• WHAT IS NEEDED
If a line in the records below contains the word "FileDescriptors", return that line.

Stored items:
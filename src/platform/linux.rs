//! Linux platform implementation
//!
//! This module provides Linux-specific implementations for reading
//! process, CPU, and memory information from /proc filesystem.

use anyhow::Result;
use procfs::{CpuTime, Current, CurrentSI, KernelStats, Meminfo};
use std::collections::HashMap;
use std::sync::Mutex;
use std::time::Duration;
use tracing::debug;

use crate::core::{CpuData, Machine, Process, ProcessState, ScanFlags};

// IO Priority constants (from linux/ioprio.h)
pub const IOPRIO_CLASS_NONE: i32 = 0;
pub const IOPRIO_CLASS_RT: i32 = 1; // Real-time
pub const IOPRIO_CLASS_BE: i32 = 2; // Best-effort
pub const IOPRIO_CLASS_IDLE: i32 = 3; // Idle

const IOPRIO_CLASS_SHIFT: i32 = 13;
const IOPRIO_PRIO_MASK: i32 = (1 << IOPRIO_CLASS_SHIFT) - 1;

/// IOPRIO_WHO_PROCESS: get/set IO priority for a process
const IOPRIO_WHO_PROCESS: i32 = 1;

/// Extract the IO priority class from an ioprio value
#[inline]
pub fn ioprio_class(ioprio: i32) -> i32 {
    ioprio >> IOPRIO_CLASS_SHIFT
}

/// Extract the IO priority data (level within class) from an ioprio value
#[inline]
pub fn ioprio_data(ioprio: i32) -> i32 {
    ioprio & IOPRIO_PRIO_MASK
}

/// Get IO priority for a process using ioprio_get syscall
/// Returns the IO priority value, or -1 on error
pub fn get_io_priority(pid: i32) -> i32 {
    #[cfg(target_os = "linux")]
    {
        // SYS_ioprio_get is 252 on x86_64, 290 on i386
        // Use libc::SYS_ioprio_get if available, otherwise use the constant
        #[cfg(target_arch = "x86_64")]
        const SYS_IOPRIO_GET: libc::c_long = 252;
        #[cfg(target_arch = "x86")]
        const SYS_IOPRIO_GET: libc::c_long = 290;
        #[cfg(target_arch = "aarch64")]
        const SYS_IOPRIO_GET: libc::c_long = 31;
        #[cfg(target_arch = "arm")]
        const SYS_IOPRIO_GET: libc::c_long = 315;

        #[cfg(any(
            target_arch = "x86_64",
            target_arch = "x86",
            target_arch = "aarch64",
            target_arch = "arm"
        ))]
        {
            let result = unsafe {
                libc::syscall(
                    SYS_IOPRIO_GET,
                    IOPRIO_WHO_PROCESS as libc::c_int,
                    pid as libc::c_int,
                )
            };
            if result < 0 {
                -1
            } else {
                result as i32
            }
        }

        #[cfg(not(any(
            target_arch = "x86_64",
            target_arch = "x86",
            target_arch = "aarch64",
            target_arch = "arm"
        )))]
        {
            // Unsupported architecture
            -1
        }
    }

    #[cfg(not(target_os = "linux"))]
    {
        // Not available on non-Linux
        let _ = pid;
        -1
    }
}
--
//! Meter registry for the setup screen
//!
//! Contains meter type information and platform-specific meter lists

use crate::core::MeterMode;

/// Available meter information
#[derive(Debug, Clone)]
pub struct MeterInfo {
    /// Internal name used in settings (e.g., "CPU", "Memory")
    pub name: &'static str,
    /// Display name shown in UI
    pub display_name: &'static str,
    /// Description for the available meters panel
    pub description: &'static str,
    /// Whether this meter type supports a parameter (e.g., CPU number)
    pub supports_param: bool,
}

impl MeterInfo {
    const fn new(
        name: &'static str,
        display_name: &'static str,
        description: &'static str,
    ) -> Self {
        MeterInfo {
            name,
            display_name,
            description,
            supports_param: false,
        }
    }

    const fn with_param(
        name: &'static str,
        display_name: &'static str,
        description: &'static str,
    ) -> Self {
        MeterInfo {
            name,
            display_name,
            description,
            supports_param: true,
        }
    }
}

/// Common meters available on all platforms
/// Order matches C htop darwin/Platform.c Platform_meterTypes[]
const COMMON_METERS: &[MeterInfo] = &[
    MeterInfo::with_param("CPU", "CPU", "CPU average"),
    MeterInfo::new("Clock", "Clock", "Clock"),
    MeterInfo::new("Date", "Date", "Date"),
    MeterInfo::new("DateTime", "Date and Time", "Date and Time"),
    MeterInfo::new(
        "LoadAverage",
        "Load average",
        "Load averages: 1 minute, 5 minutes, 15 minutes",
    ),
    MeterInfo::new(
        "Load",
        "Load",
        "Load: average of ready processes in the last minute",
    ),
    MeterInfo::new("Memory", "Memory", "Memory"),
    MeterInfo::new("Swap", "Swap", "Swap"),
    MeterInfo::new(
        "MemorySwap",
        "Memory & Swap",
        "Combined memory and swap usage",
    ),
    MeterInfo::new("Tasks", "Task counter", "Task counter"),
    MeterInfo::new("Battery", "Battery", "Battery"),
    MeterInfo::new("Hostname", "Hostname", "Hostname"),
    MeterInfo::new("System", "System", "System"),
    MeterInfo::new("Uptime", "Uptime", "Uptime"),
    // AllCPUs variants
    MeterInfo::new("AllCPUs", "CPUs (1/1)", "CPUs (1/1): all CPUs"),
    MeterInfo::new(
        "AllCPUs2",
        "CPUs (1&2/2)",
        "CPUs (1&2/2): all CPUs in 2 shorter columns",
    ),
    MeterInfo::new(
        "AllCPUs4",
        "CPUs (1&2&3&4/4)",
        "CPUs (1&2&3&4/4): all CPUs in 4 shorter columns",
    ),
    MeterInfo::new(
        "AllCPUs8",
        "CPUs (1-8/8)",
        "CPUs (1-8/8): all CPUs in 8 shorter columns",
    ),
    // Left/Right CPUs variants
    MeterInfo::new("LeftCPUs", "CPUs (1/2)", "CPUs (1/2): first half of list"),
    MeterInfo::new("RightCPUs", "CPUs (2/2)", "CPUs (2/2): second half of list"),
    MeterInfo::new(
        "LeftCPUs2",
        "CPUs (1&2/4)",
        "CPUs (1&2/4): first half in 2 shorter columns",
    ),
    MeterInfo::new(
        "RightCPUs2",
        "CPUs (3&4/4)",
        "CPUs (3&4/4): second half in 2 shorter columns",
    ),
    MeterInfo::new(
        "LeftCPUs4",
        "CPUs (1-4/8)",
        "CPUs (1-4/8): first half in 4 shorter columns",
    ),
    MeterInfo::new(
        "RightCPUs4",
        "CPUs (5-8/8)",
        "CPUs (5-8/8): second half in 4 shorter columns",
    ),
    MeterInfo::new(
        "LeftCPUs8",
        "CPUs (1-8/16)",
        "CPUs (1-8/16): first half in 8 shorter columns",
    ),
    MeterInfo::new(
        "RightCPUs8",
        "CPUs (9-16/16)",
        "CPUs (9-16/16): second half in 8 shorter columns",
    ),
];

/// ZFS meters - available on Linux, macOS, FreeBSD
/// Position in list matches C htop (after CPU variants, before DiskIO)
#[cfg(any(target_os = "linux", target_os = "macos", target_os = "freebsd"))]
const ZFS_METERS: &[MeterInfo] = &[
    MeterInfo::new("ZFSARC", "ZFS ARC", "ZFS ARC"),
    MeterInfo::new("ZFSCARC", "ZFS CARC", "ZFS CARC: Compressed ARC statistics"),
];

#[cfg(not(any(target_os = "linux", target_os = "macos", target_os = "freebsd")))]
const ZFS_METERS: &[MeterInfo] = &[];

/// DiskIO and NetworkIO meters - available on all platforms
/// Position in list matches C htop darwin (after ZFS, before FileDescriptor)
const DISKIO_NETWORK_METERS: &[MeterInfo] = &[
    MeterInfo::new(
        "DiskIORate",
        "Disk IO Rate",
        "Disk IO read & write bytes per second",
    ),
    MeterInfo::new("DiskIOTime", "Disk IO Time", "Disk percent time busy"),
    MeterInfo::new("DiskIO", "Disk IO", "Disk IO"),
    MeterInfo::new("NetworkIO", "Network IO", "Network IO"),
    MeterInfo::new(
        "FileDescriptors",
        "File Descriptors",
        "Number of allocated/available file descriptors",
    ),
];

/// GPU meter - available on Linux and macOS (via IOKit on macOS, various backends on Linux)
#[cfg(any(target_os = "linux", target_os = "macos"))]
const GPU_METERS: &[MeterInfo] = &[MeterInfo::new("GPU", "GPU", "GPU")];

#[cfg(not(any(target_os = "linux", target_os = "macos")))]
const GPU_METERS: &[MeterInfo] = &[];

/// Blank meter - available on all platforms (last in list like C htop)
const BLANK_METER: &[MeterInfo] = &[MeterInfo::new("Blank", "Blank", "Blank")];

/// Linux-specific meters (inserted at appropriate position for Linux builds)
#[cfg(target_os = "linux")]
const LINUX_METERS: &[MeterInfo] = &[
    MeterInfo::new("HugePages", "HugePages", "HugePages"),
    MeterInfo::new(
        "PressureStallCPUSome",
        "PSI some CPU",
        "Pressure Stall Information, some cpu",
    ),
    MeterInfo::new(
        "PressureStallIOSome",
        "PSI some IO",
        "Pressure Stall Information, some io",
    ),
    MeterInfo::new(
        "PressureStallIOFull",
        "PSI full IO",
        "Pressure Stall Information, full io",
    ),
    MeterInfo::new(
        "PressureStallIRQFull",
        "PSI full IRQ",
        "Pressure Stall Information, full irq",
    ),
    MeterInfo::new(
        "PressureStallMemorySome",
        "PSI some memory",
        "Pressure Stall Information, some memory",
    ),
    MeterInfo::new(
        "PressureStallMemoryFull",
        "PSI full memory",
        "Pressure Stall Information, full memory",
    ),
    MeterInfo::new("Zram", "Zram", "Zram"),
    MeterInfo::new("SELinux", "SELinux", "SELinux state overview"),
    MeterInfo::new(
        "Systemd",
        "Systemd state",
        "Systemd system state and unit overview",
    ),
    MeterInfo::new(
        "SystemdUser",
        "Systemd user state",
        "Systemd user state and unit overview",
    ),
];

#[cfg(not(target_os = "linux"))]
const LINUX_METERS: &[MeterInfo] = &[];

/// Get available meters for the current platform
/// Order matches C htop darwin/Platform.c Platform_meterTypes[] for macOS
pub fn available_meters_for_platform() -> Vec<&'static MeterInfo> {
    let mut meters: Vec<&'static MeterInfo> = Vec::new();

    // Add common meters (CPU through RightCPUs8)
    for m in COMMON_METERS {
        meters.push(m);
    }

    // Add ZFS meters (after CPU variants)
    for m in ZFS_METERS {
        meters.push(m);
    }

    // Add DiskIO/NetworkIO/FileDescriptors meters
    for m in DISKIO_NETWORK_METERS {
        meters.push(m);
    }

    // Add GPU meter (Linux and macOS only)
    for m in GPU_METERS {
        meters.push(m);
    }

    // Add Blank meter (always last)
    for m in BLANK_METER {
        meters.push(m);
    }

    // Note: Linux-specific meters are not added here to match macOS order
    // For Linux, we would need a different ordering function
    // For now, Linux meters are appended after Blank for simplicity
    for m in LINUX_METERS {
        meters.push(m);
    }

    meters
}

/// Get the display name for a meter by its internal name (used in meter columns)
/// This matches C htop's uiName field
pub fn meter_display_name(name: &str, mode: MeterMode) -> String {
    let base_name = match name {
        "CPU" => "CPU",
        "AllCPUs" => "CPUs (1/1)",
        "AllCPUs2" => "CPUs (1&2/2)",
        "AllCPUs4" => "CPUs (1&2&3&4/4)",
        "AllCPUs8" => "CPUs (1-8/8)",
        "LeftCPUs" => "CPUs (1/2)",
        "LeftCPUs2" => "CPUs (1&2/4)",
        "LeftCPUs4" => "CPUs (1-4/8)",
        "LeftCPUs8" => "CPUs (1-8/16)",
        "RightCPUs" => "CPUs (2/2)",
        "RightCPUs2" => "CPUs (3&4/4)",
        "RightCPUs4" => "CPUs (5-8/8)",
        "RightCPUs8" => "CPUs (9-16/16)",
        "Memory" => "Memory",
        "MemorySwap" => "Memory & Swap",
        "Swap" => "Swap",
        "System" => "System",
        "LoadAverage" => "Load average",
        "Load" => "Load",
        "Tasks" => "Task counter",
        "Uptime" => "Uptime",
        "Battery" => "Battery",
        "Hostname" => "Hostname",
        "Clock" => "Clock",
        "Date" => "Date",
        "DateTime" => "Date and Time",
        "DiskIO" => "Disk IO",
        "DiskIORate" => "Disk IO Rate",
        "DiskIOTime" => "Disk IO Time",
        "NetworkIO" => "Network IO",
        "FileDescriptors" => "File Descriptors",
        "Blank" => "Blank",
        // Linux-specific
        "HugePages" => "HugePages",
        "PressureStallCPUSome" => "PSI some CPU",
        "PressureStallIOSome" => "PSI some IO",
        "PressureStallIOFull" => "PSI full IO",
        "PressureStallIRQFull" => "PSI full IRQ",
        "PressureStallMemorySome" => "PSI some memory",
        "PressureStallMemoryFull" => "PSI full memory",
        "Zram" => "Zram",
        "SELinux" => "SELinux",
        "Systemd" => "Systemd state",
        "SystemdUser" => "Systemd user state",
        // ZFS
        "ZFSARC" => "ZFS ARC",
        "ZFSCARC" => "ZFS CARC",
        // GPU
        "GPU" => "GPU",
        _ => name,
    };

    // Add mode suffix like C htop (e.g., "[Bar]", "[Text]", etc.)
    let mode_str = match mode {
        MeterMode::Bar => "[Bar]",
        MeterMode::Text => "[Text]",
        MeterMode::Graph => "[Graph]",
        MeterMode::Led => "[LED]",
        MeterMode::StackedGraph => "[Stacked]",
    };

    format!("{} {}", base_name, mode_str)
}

• WRITTEN ANSWER
        "FileDescriptors",
    // Add DiskIO/NetworkIO/FileDescriptors meters
        "FileDescriptors" => "File Descriptors",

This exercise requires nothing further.